Suppose further that the symmetric key encryption scheme provides authentication.Then, an anamorphic signature is guaranteed to never decrypt a valid covert message unless the signature was produced in anamorphic mode. This property is known as dictator unforgeability. Thus, a dictator suspecting the existence of a covert channel cannot use it to send a message. Another requirement, called recipient unforgeability, captures that a covert recipient cannot forge valid signatures. This decouples the ability to receive covert messages from the usual functionality that the signature scheme provides.

In this ASIACRYPT 2025 paper, we construct anamorphic modes for (generalized) Okamoto-Schnorr, GQ and 2^t-th root signatures that achieve both dictator and recipient unforgeability.  An important metric related to anamorphic signatures is the ratio between the size of the covert plaintext and the size of the signature. This ratio is called the anamorphic rate.  A particular point of improvement is that all of the aforementioned constructions achieve an anamorphic rate close to one. We also provide an anamorphic mode for the post-quantum Lyubashevsky signatures that has a slightly lower anamorphic rate. The paper is available on Springer’s website at https://doi.org/10.1007/978-981-95-5119-4_12.

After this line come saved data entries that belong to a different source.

//! Error types for the Parallels adapter.

use thiserror::Error;

use crate::job::{Fault, FaultInfo};
use crate::sdk::{ResultCode, Sdk, SdkResult};

/// Errors that can occur while talking to the vendor SDK or assembling domains.
#[derive(Error, Debug)]
pub enum PrlError {
    /// A vendor call (connect, job submission, wait or a field getter) failed.
    #[error("{0}")]
    VendorCallFailed(FaultInfo),

    /// A job completed with a nonzero return code.
    #[error("{info}")]
    JobFailed {
        ret_code: ResultCode,
        info: FaultInfo,
    },

    /// The vendor returned a classification code with no known mapping.
    #[error("Unknown {kind}: {code:X}")]
    UnrecognizedEnum { kind: &'static str, code: u32 },

    /// No vendor domain matches the UUID.
    #[error("no domain with matching uuid '{0}'")]
    NotFound(String),

    /// Local resource exhaustion during assembly.
    #[error("Allocation failed: {0}")]
    AllocationFailed(String),

    /// Malformed text returned by the vendor (UUID, MAC, CPU mask).
    #[error("Invalid data: {0}")]
    InvalidData(String),

    /// The host capability query failed.
    #[error("Host query failed: {0}")]
    HostQuery(String),
}

impl PrlError {
    pub fn unrecognized(kind: &'static str, code: u32) -> Self {
        Self::UnrecognizedEnum { kind, code }
    }

    /// Vendor result code behind the error, if any.
    pub fn result_code(&self) -> Option<ResultCode> {
        match self {
            Self::VendorCallFailed(info) => Some(info.code),
            Self::JobFailed { ret_code, .. } => Some(*ret_code),
            _ => None,
        }
    }
}

impl From<Fault> for PrlError {
    fn from(fault: Fault) -> Self {
        match fault {
            Fault::Call(info) => Self::VendorCallFailed(info),
            Fault::Job(info) => Self::JobFailed {
                ret_code: info.code,
                info,
            },
            Fault::JobEvent { ret_code, info } => Self::JobFailed { ret_code, info },
        }
    }
}

/// Result type alias for adapter operations.
pub type Result<T> = std::result::Result<T, PrlError>;

/// Converts a failed vendor call into [`PrlError::VendorCallFailed`],
/// logging the short and long descriptions at the call site.
pub trait SdkResultExt<T> {
    fn or_vendor_err(self, sdk: &dyn Sdk) -> Result<T>;
}

impl<T> SdkResultExt<T> for SdkResult<T> {
    #[track_caller]
    fn or_vendor_err(self, sdk: &dyn Sdk) -> Result<T> {
        let caller = std::panic::Location::caller();
        self.map_err(|code| {
            let info = FaultInfo::describe(sdk, code);
            tracing::error!(
                code = %format!("{:#x}", code),
                at = %caller,
                "{}",
                info
            );
            PrlError::VendorCallFailed(info)
        })
    }
}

Although we have only discussed anamorphic signatures above, anamorphic modes for public key encryption and homomorphic encryption have also been constructed. To learn more about our work on these related subjects, see https://ia.cr/2025/328.

Paper #2: Bootstrapping (T)FHE Ciphertexts Via Automorphisms: Closing the Gap Between Binary and Gaussian Keys

Fully homomorphic encryption (FHE) makes it possible to compute directly on encrypted data, allowing sensitive information to remain encrypted from end to end even while complex computations are performed. Since the first FHE scheme was introduced in 2009, the cryptography community has invested tremendous effort into making these schemes faster and more practical.

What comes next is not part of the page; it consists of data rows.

//! Domain loading and refresh against a connected dispatcher.
//!
//! [`ParallelsDriver`] is what the management daemon talks to. It enumerates
//! vendor domains into its [`DomainRegistry`], adds single domains on demand
//! and refreshes existing records in place. A domain record is always built
//! completely before it touches the registry, so a failed load leaves no
//! trace and a failed refresh leaves the previous contents in place.

use tracing::{debug, info, instrument, warn};
use uuid::Uuid;

use crate::connection::Connection;
use crate::cpumask::CpuMask;
use crate::error::{PrlError, Result, SdkResultExt};
use crate::handle::Handle;
use crate::hardware::HardwareAssembler;
use crate::registry::{DomainObject, DomainRegistry, LockedDomain, PrivateData};
use crate::sdk::consts::{PVTF_CT, PVTF_VM};
use crate::sdk::ConfigSearch;
use crate::state::{map_autostart, map_cpu_mode, map_domain_type, map_state};
use crate::types::{DomainDef, MemoryDef};
use crate::uuid_text::{format_braced, parse_braced};

/// Parallels driver state: one connection plus the domains loaded through it.
#[derive(Debug)]
pub struct ParallelsDriver {
    // Dropped first: records hold config handles of this connection.
    domains: DomainRegistry,
    conn: Connection,
}

impl ParallelsDriver {
    pub fn new(conn: Connection) -> Self {
        Self {
            domains: DomainRegistry::new(),
            conn,
        }
    }

    pub fn connection(&self) -> &Connection {
        &self.conn
    }

    pub fn domains(&self) -> &DomainRegistry {
        &self.domains
    }

    /// Disconnect, discarding all loaded records.
    pub fn close(self) {
        let Self { domains, conn } = self;
        drop(domains);
        conn.close();
    }

    /// Load every VM and container the dispatcher knows about.
    ///
    /// Stops at the first domain that fails to load.
    #[instrument(skip(self))]
    pub fn load_domains(&self) -> Result<usize> {
        let sdk = self.conn.sdk();
        let server = self.conn.server().raw();

        let result = self
            .conn
            .jobs()
            .run(|s| s.server_get_vm_list(server, PVTF_VM | PVTF_CT))?;
        let count = sdk.result_params_count(result.raw()).or_vendor_err(sdk.as_ref())?;

        for i in 0..count {
            let config = Handle::acquire(sdk, sdk.result_param_by_index(result.raw(), i))?;
            self.load_new(&config)?;
        }

        info!(count, "Loaded domains");
        Ok(count as usize)
    }

    /// Return the record for `uuid`, loading it from the dispatcher if it is
    /// not registered yet.
    #[instrument(skip(self), fields(uuid = %uuid))]
    pub fn add_domain(&self, uuid: &Uuid) -> Result<LockedDomain> {
        if let Some(dom) = self.domains.lookup_by_uuid(uuid) {
            return Ok(dom);
        }
        let config = self.fetch_config(uuid)?;
        self.load_new(&config)
    }

    /// Look up a registered record.
    pub fn lookup_by_uuid(&self, uuid: &Uuid) -> Result<LockedDomain> {
        self.domains
            .lookup_by_uuid(uuid)
            .ok_or_else(|| PrlError::NotFound(uuid.to_string()))
    }

    /// Build a record from a configuration handle and register it.
    ///
    /// Nothing is registered unless the whole record builds.
    pub fn load_new(&self, config: &Handle) -> Result<LockedDomain> {
        let dom = self.build(config)?;
        debug!(uuid = %dom.uuid(), name = %dom.name(), "Domain loaded");
        Ok(self.domains.insert(dom))
    }

    /// Rebuild a record the caller holds locked from a configuration handle.
    ///
    /// On failure `dom` is left untouched.
    pub fn refresh(&self, config: &Handle, dom: &mut DomainObject) -> Result<()> {
        let fresh = self.build(config)?;
        if fresh.uuid() != dom.uuid() {
            return Err(PrlError::InvalidData(format!(
                "configuration for '{}' describes domain '{}'",
                dom.uuid(),
                fresh.uuid()
            )));
        }
        dom.replace_contents(fresh);
        Ok(())
    }

    /// Fetch the current configuration of a locked record and rebuild it.
    #[instrument(skip(self, dom), fields(uuid = %dom.uuid()))]
    pub fn refresh_domain(&self, dom: &mut DomainObject) -> Result<()> {
        let config = self.fetch_config(&dom.uuid())?;
        self.refresh(&config, dom)?;
        debug!(state = %dom.lifecycle, "Domain refreshed");
        Ok(())
    }

    /// Configuration handle of one domain. A failed lookup job means the
    /// dispatcher does not know the UUID.
    fn fetch_config(&self, uuid: &Uuid) -> Result<Handle> {
        let sdk = self.conn.sdk();
        let server = self.conn.server().raw();
        let id = format_braced(uuid);

        let result = match self
            .conn
            .jobs()
            .run(|s| s.server_get_vm_config(server, &id, ConfigSearch::Uuid))
        {
            Ok(result) => result,
            Err(fault) if fault.is_job_failure() => {
                return Err(PrlError::NotFound(uuid.to_string()));
            }
            Err(fault) => return Err(fault.into()),
        };
        Handle::acquire(sdk, sdk.result_param_by_index(result.raw(), 0))
    }

    fn build(&self, config: &Handle) -> Result<DomainObject> {
        let sdk = self.conn.sdk();
        let vm = config.raw();

        let name = sdk.vm_cfg_name(vm).or_vendor_err(sdk.as_ref())?;
        let uuid = parse_braced(&sdk.vm_cfg_uuid(vm).or_vendor_err(sdk.as_ref())?)?;
        let mut def = DomainDef::new(name, uuid);

        def.memory = MemoryDef::from_mib(sdk.vm_cfg_ram_size(vm).or_vendor_err(sdk.as_ref())?);
        let cpumask = self.add_cpu_info(config, &mut def)?;

        def.os = map_domain_type(sdk.vm_cfg_vm_type(vm).or_vendor_err(sdk.as_ref())?)?;
        def.os.arch = map_cpu_mode(sdk.vm_cfg_cpu_mode(vm).or_vendor_err(sdk.as_ref())?)?;

        let assembler = HardwareAssembler::new(sdk);
        assembler.add_hardware(config, &mut def)?;
        assembler.add_vnc(config, &mut def)?;

        let env_id = sdk.vm_cfg_env_id(vm).or_vendor_err(sdk.as_ref())?;
        let home = sdk.vm_cfg_home_path(vm).or_vendor_err(sdk.as_ref())?;

        let vendor_state = {
            let info = self.conn.jobs().first_param(|s| s.vm_get_state(vm))?;
            sdk.vm_info_state(info.raw()).or_vendor_err(sdk.as_ref())?
        };
        let (lifecycle, id) = map_state(vendor_state, env_id)?;
        def.id = id;

        let autostart = map_autostart(sdk.vm_cfg_auto_start(vm).or_vendor_err(sdk.as_ref())?)?;

        let private = PrivateData {
            sdkdom: Some(config.share()?),
            home,
            cpumask,
            env_id,
        };
        Ok(DomainObject::new(def, lifecycle, autostart, private))
    }

    /// vCPU count clamped to the host, and the affinity mask.
    fn add_cpu_info(&self, config: &Handle, def: &mut DomainDef) -> Result<CpuMask> {
        let sdk = self.conn.sdk();
        let host_cpus = self.conn.host_cpu_count()?;

        let requested = sdk.vm_cfg_cpu_count(config.raw()).or_vendor_err(sdk.as_ref())?;
        let vcpus = u32::try_from(host_cpus).map_or(requested, |host| requested.min(host));
        if vcpus < requested {
            warn!(
                domain = %def.name,
                requested,
                host_cpus,
                "vCPU count exceeds host CPUs, clamping"
            );
        }
        def.vcpus = vcpus;
        def.max_vcpus = vcpus;

        let mask = sdk.vm_cfg_cpu_mask(config.raw()).or_vendor_err(sdk.as_ref())?;
        CpuMask::parse(&mask, host_cpus)
    }
}

#[cfg(test)]
mod tests {
    use super::*;
    use std::sync::Arc;
    use std::time::Duration;

    use crate::connection::ConnectionConfig;
    use crate::host::FixedHost;
    use crate::mock::{JobFailure, MockSdk, MockVm};
    use crate::sdk::consts::*;
    use crate::sdk::Sdk;
    use crate::types::{Arch, DomainState, Lifecycle, OsType, StateReason};

    fn driver(sdk: &Arc<MockSdk>, host_cpus: usize) -> ParallelsDriver {
        let dyn_sdk: Arc<dyn Sdk> = sdk.clone();
        let conn = Connection::open(dyn_sdk, Arc::new(FixedHost(host_cpus)), &ConnectionConfig::default())
            .unwrap();
        ParallelsDriver::new(conn)
    }

    #[test]
    fn test_load_domains_registers_vms_and_containers() {
        let vm = MockVm::new("vm-01").with_state(VMS_RUNNING, 7);
        let ct = MockVm::container("ct-101");
        let sdk = Arc::new(MockSdk::with_vms([vm.clone(), ct.clone()]));
        let driver = driver(&sdk, 4);

        assert_eq!(driver.load_domains().unwrap(), 2);
        assert_eq!(driver.domains().len(), 2);

        let dom = driver.lookup_by_uuid(&vm.uuid).unwrap();
        assert_eq!(dom.def.id, Some(7));
        assert_eq!(dom.lifecycle.state, DomainState::Running);
        assert_eq!(dom.def.os.arch, Arch::X86_64);
        drop(dom);

        let dom = driver.lookup_by_uuid(&ct.uuid).unwrap();
        assert_eq!(dom.def.os.os_type, OsType::Exe);
        assert_eq!(dom.def.id, None);
        assert!(dom.def.videos.is_empty());
    }

    #[test]
    fn test_record_fields() {
        let vm = MockVm::new("db-01")
            .with_memory(2048)
            .with_cpus(2, "0-1")
            .with_cpu_mode(PCM_CPU_MODE_32)
            .with_home("/vz/db-01.pvm")
            .with_autostart(PAO_VM_START_ON_LOAD)
            .with_state(VMS_PAUSED, 12);
        let sdk = Arc::new(MockSdk::with_vms([vm.clone()]));
        let driver = driver(&sdk, 4);

        let dom = driver.add_domain(&vm.uuid).unwrap();
        assert_eq!(dom.uuid(), vm.uuid);
        assert_eq!(dom.name(), "db-01");
        assert_eq!(dom.def.memory.max_balloon_kib, 2048 * 1024);
        assert_eq!(dom.def.os.arch, Arch::I686);
        assert_eq!(dom.lifecycle, Lifecycle::new(DomainState::Paused, StateReason::User));
        assert!(dom.autostart);
        assert!(dom.persistent);
        assert_eq!(dom.private.home, "/vz/db-01.pvm");
        assert_eq!(dom.private.env_id, 12);
        assert_eq!(dom.private.cpumask.iter_set().collect::<Vec<_>>(), vec![0, 1]);
        assert!(dom.private.sdkdom.as_ref().unwrap().is_valid());
    }

    #[test]
    fn test_add_domain_unknown_uuid_is_not_found() {
        let sdk = Arc::new(MockSdk::new());
        let driver = driver(&sdk, 4);
        let uuid = Uuid::new_v4();

        let Err(err) = driver.add_domain(&uuid) else {
            panic!("expected add_domain to fail");
        };
        assert!(matches!(err, PrlError::NotFound(ref id) if *id == uuid.to_string()));
        assert!(driver.domains().is_empty());
    }

    #[test]
    fn test_add_domain_timeout_is_not_not_found() {
        let sdk = Arc::new(MockSdk::new());
        let dyn_sdk: Arc<dyn Sdk> = sdk.clone();
        let config = ConnectionConfig { job_timeout_ms: Some(10) };
        let conn = Connection::open(dyn_sdk, Arc::new(FixedHost(4)), &config).unwrap();
        let driver = ParallelsDriver::new(conn);
        sdk.set_job_delay(Duration::from_millis(100));

        let Err(err) = driver.add_domain(&Uuid::new_v4()) else {
            panic!("expected add_domain to fail");
        };
        assert_eq!(err.result_code(), Some(PRL_ERR_TIMEOUT));
    }

    #[test]
    fn test_add_domain_returns_existing_record() {
        let vm = MockVm::new("web-01");
        let sdk = Arc::new(MockSdk::with_vms([vm.clone()]));
        let driver = driver(&sdk, 4);
        drop(driver.add_domain(&vm.uuid).unwrap());

        // Served from the registry even though the dispatcher lost it.
        sdk.remove_vm(&vm.uuid);
        assert_eq!(driver.add_domain(&vm.uuid).unwrap().name(), "web-01");
    }

    #[test]
    fn test_lookup_missing_is_not_found() {
        let sdk = Arc::new(MockSdk::new());
        let driver = driver(&sdk, 4);
        assert!(matches!(
            driver.lookup_by_uuid(&Uuid::new_v4()),
            Err(PrlError::NotFound(_))
        ));
    }

    #[test]
    fn test_refresh_replaces_contents() {
        let vm = MockVm::new("web-01");
        let sdk = Arc::new(MockSdk::with_vms([vm.clone()]));
        let driver = driver(&sdk, 4);
        drop(driver.add_domain(&vm.uuid).unwrap());

        sdk.update_vm(&vm.uuid, |v| {
            v.name = "web-01-renamed".into();
            v.state = VMS_RUNNING;
            v.env_id = 3;
        });

        let mut dom = driver.lookup_by_uuid(&vm.uuid).unwrap();
        driver.refresh_domain(&mut dom).unwrap();
        assert_eq!(dom.name(), "web-01-renamed");
        assert_eq!(dom.def.id, Some(3));
        assert_eq!(dom.lifecycle.state, DomainState::Running);
        drop(dom);

        assert_eq!(driver.domains().len(), 1);
    }

    #[test]
    fn test_failed_refresh_leaves_record_untouched() {
        let vm = MockVm::new("web-01").with_memory(1024);
        let sdk = Arc::new(MockSdk::with_vms([vm.clone()]));
        let driver = driver(&sdk, 4);
        drop(driver.add_domain(&vm.uuid).unwrap());

        sdk.update_vm(&vm.uuid, |v| {
            v.ram_mib = 8192;
            v.state = 0x3000_00ff;
        });

        let mut dom = driver.lookup_by_uuid(&vm.uuid).unwrap();
        let err = driver.refresh_domain(&mut dom).unwrap_err();
        assert!(matches!(err, PrlError::UnrecognizedEnum { kind: "domain state", .. }));
        assert_eq!(dom.def.memory.max_balloon_kib, 1024 * 1024);
        assert_eq!(dom.lifecycle.state, DomainState::Shutoff);
    }

    #[test]
    fn test_refresh_of_vanished_domain_is_not_found() {
        let vm = MockVm::new("web-01");
        let sdk = Arc::new(MockSdk::with_vms([vm.clone()]));
        let driver = driver(&sdk, 4);
        drop(driver.add_domain(&vm.uuid).unwrap());
        sdk.remove_vm(&vm.uuid);

        let mut dom = driver.lookup_by_uuid(&vm.uuid).unwrap();
        assert!(matches!(driver.refresh_domain(&mut dom), Err(PrlError::NotFound(_))));
    }

    #[test]
    fn test_load_domains_is_fail_fast() {
        let good = MockVm::new("good");
        let bad = MockVm::new("bad").with_cpu_mode(9);
        let sdk = Arc::new(MockSdk::with_vms([good, bad.clone()]));
        let driver = driver(&sdk, 4);

        let err = driver.load_domains().unwrap_err();
        assert!(matches!(err, PrlError::UnrecognizedEnum { kind: "CPU mode", code: 9 }));
        assert!(driver.lookup_by_uuid(&bad.uuid).is_err());

        drop(driver);
        assert_eq!(sdk.outstanding_handles(), 0);
    }

    #[test]
    fn test_state_job_failure_aborts_load() {
        let vm = MockVm::new("web-01");
        let sdk = Arc::new(MockSdk::with_vms([vm.clone()]));
        let driver = driver(&sdk, 4);
        sdk.fail_job("vm_state", JobFailure::code(PRL_ERR_OPERATION_FAILED));

        let Err(err) = driver.add_domain(&vm.uuid) else {
            panic!("expected add_domain to fail");
        };
        assert_eq!(err.result_code(), Some(PRL_ERR_OPERATION_FAILED));
        assert!(driver.domains().is_empty());
    }

    #[test]
    fn test_close_releases_every_handle() {
        let sdk = Arc::new(MockSdk::with_vms([MockVm::new("a"), MockVm::container("b")]));
        let driver = driver(&sdk, 2);
        driver.load_domains().unwrap();
        assert!(sdk.outstanding_handles() > 1);

        driver.close();
        assert_eq!(sdk.outstanding_handles(), 0);
        assert!(!sdk.is_initialized());
        assert_eq!(sdk.invalid_frees(), 0);
    }
}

At the heart of FHE lies an unavoidable trade-off: security of modern FHE schemes relies on adding noise to ciphertexts. As homomorphic operations are applied, this noise gradually increases, and once it exceeds a certain limit, decryption becomes impossible. To address this problem, FHE schemes employ bootstrapping, a procedure that refreshes ciphertexts by homomorphically evaluating the decryption algorithm. In essence, bootstrapping takes a very noisy ciphertext and produces a new one encrypting the same message, but with a much lower noise level. The most efficient bootstrapping techniques today are built around a clever mechanism known as blind rotation.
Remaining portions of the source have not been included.